* Posts by simon_elreg

3 posts • joined 9 Mar 2010

Google Apps punts kill-Microsoft-Exchange-now tool

simon_elreg
Boffin

Oh comon!

/* I think that it's a bit early for Google to drop support for IE6 though. */

Early? Early? Are you serious? I find it hard to believe that anyone still supports it that abomination.

And I am surprised at the success for Google Docs. It will all end in tears.

Whatever happened to the email app?

simon_elreg
Badgers

ISPs? Who mentioned ISPs?

Quote /*

You may not see much spam in your inbox, but the sheer cost of providing the horsepower to keep it that way is making mail provision a losing proposition for many ISPs (Most of whom I wouldn't trust with my email anyway).

*/ End Quote

ISPs? Pah! Never use my ISP's email, too unreliable, but then many ISPs are tending to use Yahoo! mail or Google's gmail nowadays rather than their own servers, so another reason to avoid using them. For example, British Telecom already use branded Yahoo! mail and Virgin Media (cable) are migrating all users over to branded (virgin) gmail. All webmail accounts, but with POP3 access. I think this massively reduces the costs to the ISP...and nearly all will follow as far as I can see.
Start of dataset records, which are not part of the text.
macro_rules! policy_tests {
    ($name:ident, $policy:ty) => {
        mod $name {
            use super::*;
            use std::collections::BTreeMap;

            type TPool = TreePool<i32, i32, $policy, NoAug>;

            #[test]
            fn insert_get_remove() {
                let pool: TPool = TreePool::with_capacity(1024);
                {
                    let mut model = BTreeMap::new();
                    let mut m = Map::new(&pool);
                    for (k, v) in random_entries(SIZE) {
                        let (nm, prev) = m.insert(k, v);
                        assert_eq!(prev, model.insert(k, v));
                        m = nm;
                    }
                    m.invariant();
                    assert_eq!(m.len(), model.len());
                    for (k, v) in model.iter() {
                        assert_eq!(m.get(k), Some(v));
                        assert_eq!(m.get_full(k), Some((k, v)));
                        assert!(m.contains_key(k));
                    }
                    assert_eq!(m.get(&-1), None);
                    let keys: Vec<i32> = model.keys().copied().collect();
                    for k in keys {
                        let (nm, prev) = m.remove(&k);
                        assert_eq!(prev, model.remove(&k));
                        m = nm;
                    }
                    m.invariant();
                    assert!(m.is_empty());
                }
                assert_eq!(pool.in_use(), 0);
            }

            #[test]
            fn snapshots_are_immutable() {
                let pool: TPool = TreePool::with_capacity(1024);
                {
                    let m0 =
                        Map::from_entries(&pool, vec![(2, 4), (4, 5), (6, 8)], false);
                    let (m1, prev) = m0.remove(&6);
                    assert_eq!(prev, Some(8));
                    let m2 = Map::from_entries(&pool, vec![(2, 4), (4, 5)], false);
                    assert_eq!(m1, m2);
                    assert_eq!(m0.len(), 3);
                    assert_eq!(m0.get(&6), Some(&8));
                    m0.invariant();
                    m1.invariant();
                }
                assert_eq!(pool.in_use(), 0);
            }

            #[test]
            fn build_folds_duplicates() {
                let pool: TPool = TreePool::with_capacity(1024);
                {
                    let m = Map::from_entries_with(
                        &pool,
                        vec![(2, 4), (4, 5), (2, 6)],
                        false,
                        |a, b| a + b,
                    );
                    assert_eq!(m.len(), 2);
                    assert_eq!(m.get(&2), Some(&10));
                    assert_eq!(m.get(&4), Some(&5));
                    // without a combiner the first entry wins
                    let m = Map::from_entries(&pool, vec![(2, 4), (4, 5), (2, 6)], false);
                    assert_eq!(m.get(&2), Some(&4));
                }
                assert_eq!(pool.in_use(), 0);
            }

            #[test]
            fn iteration_order() {
                let pool: TPool = TreePool::with_capacity(1024);
                {
                    let model: BTreeMap<i32, i32> =
                        random_entries(SIZE).into_iter().collect();
                    let m = Map::from_entries(
                        &pool,
                        model.iter().map(|(k, v)| (*k, *v)).collect(),
                        true,
                    );
                    assert!(m.iter().map(|(k, v)| (*k, *v)).eq(model
                        .iter()
                        .map(|(k, v)| (*k, *v))));
                    assert!(m.iter().rev().map(|(k, v)| (*k, *v)).eq(model
                        .iter()
                        .rev()
                        .map(|(k, v)| (*k, *v))));
                    assert_eq!(m.to_vec(), model.iter().map(|(k, v)| (*k, *v)).collect::<Vec<_>>());
                }
                assert_eq!(pool.in_use(), 0);
            }

            #[test]
            fn union_with_model() {
                let pool: TPool = TreePool::with_capacity(1024);
                {
                    let ea = random_entries(SIZE);
                    let eb = random_entries(SIZE / 3);
                    let a = Map::from_entries(&pool, ea.clone(), false);
                    let b = Map::from_entries(&pool, eb.clone(), false);
                    let mut model: BTreeMap<i32, i32> = BTreeMap::new();
                    for (k, v) in ea.iter().rev() {
                        model.insert(*k, *v);
                    }
                    let mut bmodel: BTreeMap<i32, i32> = BTreeMap::new();
                    for (k, v) in eb.iter().rev() {
                        bmodel.insert(*k, *v);
                    }
                    for (k, v) in bmodel {
                        model.entry(k).or_insert(v);
                    }
                    let u = a.union(b);
                    u.invariant();
                    assert_eq!(u.len(), model.len());
                    for (k, v) in model.iter() {
                        assert_eq!(u.get(k), Some(v));
                    }
                }
                assert_eq!(pool.in_use(), 0);
            }

            #[test]
            fn intersect_difference_partition() {
                let pool: TPool = TreePool::with_capacity(1024);
                {
                    let a = Map::from_entries(&pool, random_entries(SIZE), false);
                    let b = Map::from_entries(&pool, random_entries(SIZE), false);
                    let inter = a.clone().intersect(b.clone());
                    let diff = a.clone().difference(b.clone());
                    inter.invariant();
                    diff.invariant();
                    for (k, v) in a.iter() {
                        if b.contains_key(k) {
                            assert_eq!(inter.get(k), Some(v));
                            assert_eq!(diff.get(k), None);
                        } else {
                            assert_eq!(inter.get(k), None);
                            assert_eq!(diff.get(k), Some(v));
                        }
                    }
                    assert_eq!(inter.len() + diff.len(), a.len());
                    // the partition reassembles to the original
                    assert_eq!(inter.union(diff), a);
                }
                assert_eq!(pool.in_use(), 0);
            }

            #[test]
            fn split_then_union_is_identity() {
                let pool: TPool = TreePool::with_capacity(1024);
                {
                    let m = Map::from_entries(&pool, random_entries(SIZE), false);
                    let pivot = m.select(m.len() / 2).map(|(k, _)| *k).unwrap();
                    let (l, v, r) = m.split(&pivot);
                    l.invariant();
                    r.invariant();
                    assert_eq!(v, m.get(&pivot).copied());
                    assert!(l.iter().all(|(k, _)| *k < pivot));
                    assert!(r.iter().all(|(k, _)| *k > pivot));
                    let (back, _) = l.union(r).insert(pivot, v.unwrap());
                    assert_eq!(back, m);
                }
                assert_eq!(pool.in_use(), 0);
            }

            #[test]
            fn update_many_matches_inserts() {
                let pool: TPool = TreePool::with_capacity(1024);
                {
                    let base = random_entries(SIZE);
                    let batch = random_entries(SIZE / 4);
                    let m = Map::from_entries(&pool, base.clone(), false);
                    let bulk = m.update_many(batch.clone(), false, |new, cur| new + cur);
                    bulk.invariant();
                    let mut model: BTreeMap<i32, i32> = BTreeMap::new();
                    for (k, v) in base.iter().rev() {
                        model.insert(*k, *v);
                    }
                    let mut folded: BTreeMap<i32, i32> = BTreeMap::new();
                    for (k, v) in batch {
                        folded
                            .entry(k)
                            .and_modify(|acc| *acc += v)
                            .or_insert(v);
                    }
                    for (k, v) in folded {
                        model
                            .entry(k)
                            .and_modify(|cur| *cur += v)
                            .or_insert(v);
                    }
                    assert_eq!(bulk.len(), model.len());
                    for (k, v) in model.iter() {
                        assert_eq!(bulk.get(k), Some(v));
                    }
                }
                assert_eq!(pool.in_use(), 0);
            }

            #[test]
            fn filter_keeps_matches() {
                let pool: TPool = TreePool::with_capacity(1024);
                {
                    let m = Map::from_entries(&pool, random_entries(SIZE), false);
                    let f = m.filter(|k, _| k % 2 == 0);
                    f.invariant();
                    assert_eq!(
                        f.len(),
                        m.iter().filter(|(k, _)| *k % 2 == 0).count()
                    );
                    for (k, v) in m.iter() {
                        assert_eq!(f.get(k), if k % 2 == 0 { Some(v) } else { None });
                    }
                }
                assert_eq!(pool.in_use(), 0);
            }

            #[test]
            fn rank_select_inverse() {
                let pool: TPool = TreePool::with_capacity(1024);
                {
                    let m = Map::from_entries(&pool, random_entries(SIZE), false);
                    for i in 0..m.len() {
                        let (k, _) = m.select(i).unwrap();
                        assert_eq!(m.rank(k), i);
                    }
                    assert_eq!(m.select(m.len()), None);
                    assert_eq!(m.rank(&i32::MAX), m.len());
                    assert_eq!(m.rank(&i32::MIN), 0);
                }
                assert_eq!(pool.in_use(), 0);
            }

            #[test]
            fn next_previous_neighbors() {
                let pool: TPool = TreePool::with_capacity(1024);
                {
                    let m = Map::from_entries(
                        &pool,
                        vec![(1, 1), (3, 3), (5, 5), (7, 7)],
                        true,
                    );
                    assert_eq!(m.next(&0).map(|(k, _)| *k), Some(1));
                    assert_eq!(m.next(&3).map(|(k, _)| *k), Some(5));
                    assert_eq!(m.next(&7), None);
                    assert_eq!(m.previous(&8).map(|(k, _)| *k), Some(7));
                    assert_eq!(m.previous(&3).map(|(k, _)| *k), Some(1));
                    assert_eq!(m.previous(&1), None);
                }
                assert_eq!(pool.in_use(), 0);
            }

            #[test]
            fn range_bounds_inclusive() {
                let pool: TPool = TreePool::with_capacity(1024);
                {
                    let m = Map::from_entries(
                        &pool,
                        vec![(1, 1), (2, 2), (4, 4), (6, 6)],
                        true,
                    );
                    let r = m.range(&0, &7);
                    assert_eq!(r, m);
                    let r = m.range(&2, &4);
                    assert_eq!(r.to_vec(), vec![(2, 2), (4, 4)]);
                    let r = m.range(&3, &3);
                    assert!(r.is_empty());
                    let r = m.range(&4, &100);
                    assert_eq!(r.to_vec(), vec![(4, 4), (6, 6)]);
                }
                assert_eq!(pool.in_use(), 0);
            }

            #[test]
            fn large_parallel_union() {
                let pool: TPool = TreePool::with_capacity(1 << 16);
                {
                    let n = 50_000;
                    let a = Map::from_entries(
                        &pool,
                        (0..n).map(|i| (i * 2, i)).collect(),
                        true,
                    );
                    let b = Map::from_entries(
                        &pool,
                        (0..n).map(|i| (i * 2 + 1, i)).collect(),
                        true,
                    );
                    let u = a.union(b);
                    u.invariant();
                    assert_eq!(u.len(), 2 * n as usize);
                }
                assert_eq!(pool.in_use(), 0);
            }
        }
    };
}
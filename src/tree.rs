use crate::{
    avl::Avl,
    node::{Aug, Key, NoAug, Node, Value},
    pool::{RawPool, NIL},
};
use std::{
    cmp::Ordering,
    fmt::Debug,
    sync::{
        atomic::{
            fence,
            Ordering::{Acquire, Relaxed, Release},
        },
        Arc,
    },
};

// subtrees smaller than this are processed sequentially in the calling task
pub(crate) const PAR_GRAIN: usize = 150;

/// A balancing scheme, chosen at compile time. Implementations carry a per
/// node metric in `Data` and know how to rebuild a balanced tree out of two
/// balanced trees and a separating pivot. Everything else (split, union,
/// filter, ...) is derived from `join3` in [`TreePool`].
pub trait Policy<K: Key, V: Value>: Sized + Send + Sync + 'static {
    type Data: Copy + Send + Sync + Debug;

    /// metric seed for a freshly allocated node; anything derived from the
    /// children is recomputed by `refresh` before the node is ever read
    fn fresh_data() -> Self::Data;

    /// recompute the metric from the current children. `data` is the node's
    /// previous metric, so creation-time state (a treap priority, a node
    /// color) survives child updates.
    fn refresh<A: Aug<K, V>>(
        pool: &TreePool<K, V, Self, A>,
        data: Self::Data,
        left: u32,
        right: u32,
    ) -> Self::Data;

    /// Build a balanced tree from `left`, `pivot`, and `right`, where every
    /// key in `left` orders below `pivot` and every key in `right` above it.
    /// Consumes one reference to each argument; `pivot`'s stale child links
    /// are overwritten, never read.
    fn join3<A: Aug<K, V>>(
        pool: &TreePool<K, V, Self, A>,
        left: u32,
        right: u32,
        pivot: u32,
    ) -> u32;

    /// does the local balance invariant hold at `node`
    fn balanced<A: Aug<K, V>>(pool: &TreePool<K, V, Self, A>, node: u32) -> bool;
}
use crate::{
    node::{Aug, Key, Value},
    pool::NIL,
    tree::{Policy, TreePool},
};

/// Weight balanced trees. The weight of an empty subtree is 1, so a node's
/// weight is one more than its size; balance is the alpha bound on the ratio
/// of either child's weight to the parent's.
pub struct Wbt;

const ALPHA: f64 = 0.29;
// a single rotation suffices while the inner grandchild carries at most
// this share of the lifted child's weight
const BETA: f64 = (1.0 - 2.0 * ALPHA) / (1.0 - ALPHA);

fn weight<K, V, A>(pool: &TreePool<K, V, Wbt, A>, t: u32) -> u32
where
    K: Key,
    V: Value,
    A: Aug<K, V>,
{
    if t == NIL {
        1
    } else {
        pool.node(t).data
    }
}

fn too_heavy(w1: u32, w2: u32) -> bool {
    ALPHA * w1 as f64 > (1.0 - ALPHA) * w2 as f64
}

// `child` is the heavy child about to be lifted; `inner_right` selects which
// of its children ends up as the inner grandchild
fn single_rotation<K, V, A>(pool: &TreePool<K, V, Wbt, A>, child: u32, inner_right: bool) -> bool
where
    K: Key,
    V: Value,
    A: Aug<K, V>,
{
    let n = pool.node(child);
    let inner = if inner_right {
        weight(pool, n.right)
    } else {
        weight(pool, n.left)
    };
    inner as f64 <= BETA * weight(pool, child) as f64
}

fn rebalance<K, V, A>(pool: &TreePool<K, V, Wbt, A>, t: u32) -> u32
where
    K: Key,
    V: Value,
    A: Aug<K, V>,
{
    let (l, r) = {
        let n = pool.node(t);
        (n.left, n.right)
    };
    let (wl, wr) = (weight(pool, l), weight(pool, r));
    if too_heavy(wl, wr) {
        if single_rotation(pool, l, true) {
            pool.rotate_right(t)
        } else {
            pool.double_rotate_right(t)
        }
    } else if too_heavy(wr, wl) {
        if single_rotation(pool, r, false) {
            pool.rotate_left(t)
        } else {
            pool.double_rotate_left(t)
        }
    } else {
        t
    }
}

impl<K: Key, V: Value> Policy<K, V> for Wbt {
    type Data = u32;

    fn fresh_data() -> u32 {
        2
    }

    fn refresh<A: Aug<K, V>>(
        pool: &TreePool<K, V, Self, A>,
        _data: u32,
        left: u32,
        right: u32,
    ) -> u32 {
        weight(pool, left) + weight(pool, right)
    }

    fn join3<A: Aug<K, V>>(
        pool: &TreePool<K, V, Self, A>,
        left: u32,
        right: u32,
        pivot: u32,
    ) -> u32 {
        let (wl, wr) = (weight(pool, left), weight(pool, right));
        if too_heavy(wl, wr) {
            let t = pool.copy_if_needed(left);
            let rc = pool.node(t).right;
            let nr = Self::join3(pool, rc, right, pivot);
            pool.node_mut(t).right = nr;
            pool.update(t);
            rebalance(pool, t)
        } else if too_heavy(wr, wl) {
            let t = pool.copy_if_needed(right);
            let lc = pool.node(t).left;
            let nl = Self::join3(pool, left, lc, pivot);
            pool.node_mut(t).left = nl;
            pool.update(t);
            rebalance(pool, t)
        } else {
            let p = pool.node_mut(pivot);
            p.left = left;
            p.right = right;
            pool.update(pivot);
            pivot
        }
    }

    fn balanced<A: Aug<K, V>>(pool: &TreePool<K, V, Self, A>, t: u32) -> bool {
        let n = pool.node(t);
        let (wl, wr) = (weight(pool, n.left), weight(pool, n.right));
        !too_heavy(wl, wr) && !too_heavy(wr, wl) && n.data == wl + wr
    }
}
But stuff the ISPs, there are many, many excellent and inexpensive hosting services out there to choose from, and many provide email only services, POP3 packages that cost very little, etc. so I don't think it is as cut and dry as you like to think. Furthermore, for a couple of quid a year you can simply register your own domain name and for a few pennies extra some registrars will even supply you with a POP3 mailbox with webmail access...or use their totally free forwarding services.

Email isn't the problem, it is people not wanting to pay for something they can get for free...or rather, people don't want to pay for something they could easily live without. So I wonder how many FB and Twitter devotees would pay £15 per year for their accounts?

Email will 'grow up' like everything else, granted, but it won't be going anywhere soon. I think the next phase of email client development is instant messaging incorporated...and any other protocols that can be crammed in to aid communication. As long as it isn't a completely centralised affair I don't care...stuff the living in the cloud crap.

Email is infinitely more useful that FB, Twitter, and the rest; and with a local email client I can carry my communications around with me on a USB stick and access my email without a connection. Can't do that if your email is stuck on a ruddy Yahoo or Google server.

simon_elreg
Badgers

The Bat! since for ages...

Created a FB account under pressure from friends, using bogus details of course. 48 hours later I deactivated it. I'm one of those mid forties fellahs, but I have absolutely no desire to 'hang out' on FB with a bunch of people that want to play a sodding farm thingy all day, and let me know every time they've made a cuppa or farted. Creator in our Imaginations, what ever the %$?# next?

Email: I have used The Bat! since the early days. Being a skinflint I have always begrudgingly paid for it, but then there isn't anything better out there...IMO. I do have a free webmail account, but that is for emergencies only as they inevitably just become giant crap collectors.

With a hosted domain I control my email: unlimited forwarders, SPAM Assassin, domain keys, etc, and I don't even remember the last time I received a bit of SPAM in my inbox. Oh, and of course a hosted domain comes with a webmail interface as well. And whilst Horde may not look as beautiful as all these web2.0 apps, it certainly is much more powerful and configurable. If Horde updated its interface, nothing would be better out there!

Email isn't dead; what a nonsense. FB is a fad, and twitter just a phase (I won't listen, I won't...laaaaaa laaaaaa laaaaaaaa can't hear you...,laaaaa). And whilst all of those little brained 'me me me me...why-won't-it-work-when-i-look-at-it' idiots jump in ass first and throw away their rights to privacy, all us ageing cave dwellers continue to have reliable, private communications without being bombarded with useless, irritating advertising.

(when I say private, I mean almost).